Background: Cyclic AMP (cAMP) signaling is activated by various hormones and neurotransmitters and regulates numerous physiological phenomena, including energy metabolism, gene expression, and proliferation. cAMP signaling plays a role in the repair of DNA damage, but its specific function is inconsistent in the literature. The present study aimed to investigate the mechanism of the different roles of cAMP signaling in DNA repair by analyzing the cell-type differences in the modulation of DNA repair by cAMP signaling following gamma-ray irradiation. Methods: cAMP signaling was activated in human malignant melanoma cells (SK-MEL-2 and SK-MEL-28), human uterine cervical cancer cells (HeLa and SiHa) and human non-small cell lung cancer cells (H1299 and A549) by expressing a constitutively active mutant of the long-form stimulatory a subunit of GTP-binding protein or by treating with isoproterenol and prostaglandin E2 before gamma-ray irradiation.

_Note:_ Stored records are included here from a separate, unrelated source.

// Voice packet encryption (XSalsa20-Poly1305 secretbox).

use crypto_secretbox::aead::generic_array::GenericArray;
use crypto_secretbox::aead::{AeadInPlace, KeyInit};
use crypto_secretbox::XSalsa20Poly1305;

use crate::packet::{RtpHeader, RTP_HEADER_SIZE};
use crate::CryptoError;

pub const KEY_SIZE: usize = 32;
pub const NONCE_SIZE: usize = 24;
pub const TAG_SIZE: usize = 16;
const LITE_NONCE_SIZE: usize = 4;

/// How the per-packet nonce is derived and where it travels.
#[derive(Debug, Clone, Copy, PartialEq, Eq, Hash)]
pub enum EncryptionMode {
    /// Nonce is the RTP header zero-padded to 24 bytes; nothing appended.
    Normal,
    /// Random 24-byte nonce appended to the packet.
    Suffix,
    /// Incrementing 4-byte counter, zero-padded, with the 4 bytes appended.
    Lite,
}

impl EncryptionMode {
    /// Preferred first.
    pub const SUPPORTED: [EncryptionMode; 3] = [Self::Normal, Self::Suffix, Self::Lite];

    pub fn as_str(self) -> &'static str {
        match self {
            Self::Normal => "xsalsa20_poly1305",
            Self::Suffix => "xsalsa20_poly1305_suffix",
            Self::Lite => "xsalsa20_poly1305_lite",
        }
    }

    /// Pick the most preferred mode the server offers.
    pub fn select<S: AsRef<str>>(offered: &[S]) -> Option<Self> {
        Self::SUPPORTED
            .into_iter()
            .find(|mode| offered.iter().any(|o| o.as_ref() == mode.as_str()))
    }
}

impl std::str::FromStr for EncryptionMode {
    type Err = CryptoError;

    fn from_str(name: &str) -> Result<Self, Self::Err> {
        Self::SUPPORTED
            .into_iter()
            .find(|m| m.as_str() == name)
            .ok_or_else(|| CryptoError::UnknownMode(name.to_string()))
    }
}

impl std::fmt::Display for EncryptionMode {
    fn fmt(&self, f: &mut std::fmt::Formatter<'_>) -> std::fmt::Result {
        f.write_str(self.as_str())
    }
}

/// Seals audio payloads for one voice session. Built from the session
/// description's secret key and discarded when the session reconnects.
pub struct EncryptionContext {
    cipher: XSalsa20Poly1305,
    mode: EncryptionMode,
    lite_counter: u32,
}

impl EncryptionContext {
    pub fn new(mode: EncryptionMode, secret_key: &[u8]) -> Result<Self, CryptoError> {
        if secret_key.len() != KEY_SIZE {
            return Err(CryptoError::InvalidKeyLength(secret_key.len()));
        }
        let cipher = XSalsa20Poly1305::new_from_slice(secret_key)
            .map_err(|_| CryptoError::InvalidKeyLength(secret_key.len()))?;
        Ok(Self {
            cipher,
            mode,
            lite_counter: 0,
        })
    }

    pub fn mode(&self) -> EncryptionMode {
        self.mode
    }

    /// Build a complete datagram: header, tag and ciphertext, plus the nonce
    /// suffix the mode requires.
    pub fn seal(&mut self, header: &RtpHeader, payload: &[u8]) -> Result<Vec<u8>, CryptoError> {
        let header_bytes = header.to_bytes();
        let mut nonce = [0u8; NONCE_SIZE];
        let suffix: &[u8] = match self.mode {
            EncryptionMode::Normal => {
                nonce[..RTP_HEADER_SIZE].copy_from_slice(&header_bytes);
                &[]
            }
            EncryptionMode::Suffix => {
                rand::Rng::fill(&mut rand::thread_rng(), &mut nonce[..]);
                &nonce
            }
            EncryptionMode::Lite => {
                nonce[..LITE_NONCE_SIZE].copy_from_slice(&self.lite_counter.to_be_bytes());
                self.lite_counter = self.lite_counter.wrapping_add(1);
                &nonce[..LITE_NONCE_SIZE]
            }
        };

        let mut body = payload.to_vec();
        let tag = self
            .cipher
            .encrypt_in_place_detached(GenericArray::from_slice(&nonce), b"", &mut body)
            .map_err(|_| CryptoError::EncryptionFailed)?;

        let mut packet =
            Vec::with_capacity(RTP_HEADER_SIZE + TAG_SIZE + body.len() + suffix.len());
        packet.extend_from_slice(&header_bytes);
        packet.extend_from_slice(&tag);
        packet.extend_from_slice(&body);
        packet.extend_from_slice(suffix);
        Ok(packet)
    }

    /// Inverse of [`seal`](Self::seal): returns the header and plaintext.
    pub fn open(&self, packet: &[u8]) -> Result<(RtpHeader, Vec<u8>), CryptoError> {
        let suffix_len = match self.mode {
            EncryptionMode::Normal => 0,
            EncryptionMode::Suffix => NONCE_SIZE,
            EncryptionMode::Lite => LITE_NONCE_SIZE,
        };
        if packet.len() < RTP_HEADER_SIZE + TAG_SIZE + suffix_len {
            return Err(CryptoError::PacketTooShort(packet.len()));
        }
        let header =
            RtpHeader::decode(packet).ok_or(CryptoError::PacketTooShort(packet.len()))?;

        let (sealed, suffix) = packet.split_at(packet.len() - suffix_len);
        let mut nonce = [0u8; NONCE_SIZE];
        match self.mode {
            EncryptionMode::Normal => nonce[..RTP_HEADER_SIZE].copy_from_slice(&sealed[..RTP_HEADER_SIZE]),
            EncryptionMode::Suffix | EncryptionMode::Lite => nonce[..suffix_len].copy_from_slice(suffix),
        }

        let tag = GenericArray::clone_from_slice(&sealed[RTP_HEADER_SIZE..RTP_HEADER_SIZE + TAG_SIZE]);
        let mut body = sealed[RTP_HEADER_SIZE + TAG_SIZE..].to_vec();
        self.cipher
            .decrypt_in_place_detached(GenericArray::from_slice(&nonce), b"", &mut body, &tag)
            .map_err(|_| CryptoError::DecryptionFailed)?;
        Ok((header, body))
    }
}

impl std::fmt::Debug for EncryptionContext {
    fn fmt(&self, f: &mut std::fmt::Formatter<'_>) -> std::fmt::Result {
        f.debug_struct("EncryptionContext")
            .field("mode", &self.mode)
            .finish_non_exhaustive()
    }
}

DNA damage was quantitated by western blot analysis of gamma-H2AX, and non-homologous end joining (NHEJ) was assessed by fluorescent reporter plasmid repair assay and immunofluorescence of microscopic foci of XRCC4 and DNA-ligase IV. Results: cAMP signaling modulated DNA damage, apoptosis and the NHEJ repair following gamma-ray irradiation differently depending upon the cell type. cAMP signaling regulated the phosphorylation of DNA-dependent protein kinase catalytic subunit (DNA-PKcs) at Ser2056 and Thr2609 in cell-type-specific manners following gamma-ray irradiation, an activity that was mediated by protein kinase A. Conclusion: cAMP signaling modulates the NHEJ repair of gamma-ray-induced DNA damage in melanoma cells, uterine cervical cancer cells and lung cancer cells in a cell-type-specific manner, and the modulation is likely mediated by protein kinase A-dependent phosphorylation of DNA-PKcs. This study suggests that cell- and tissue-specific modulation of DNA damage repair by cAMP signaling may contribute to improve the therapeutic efficiency of radiation therapy.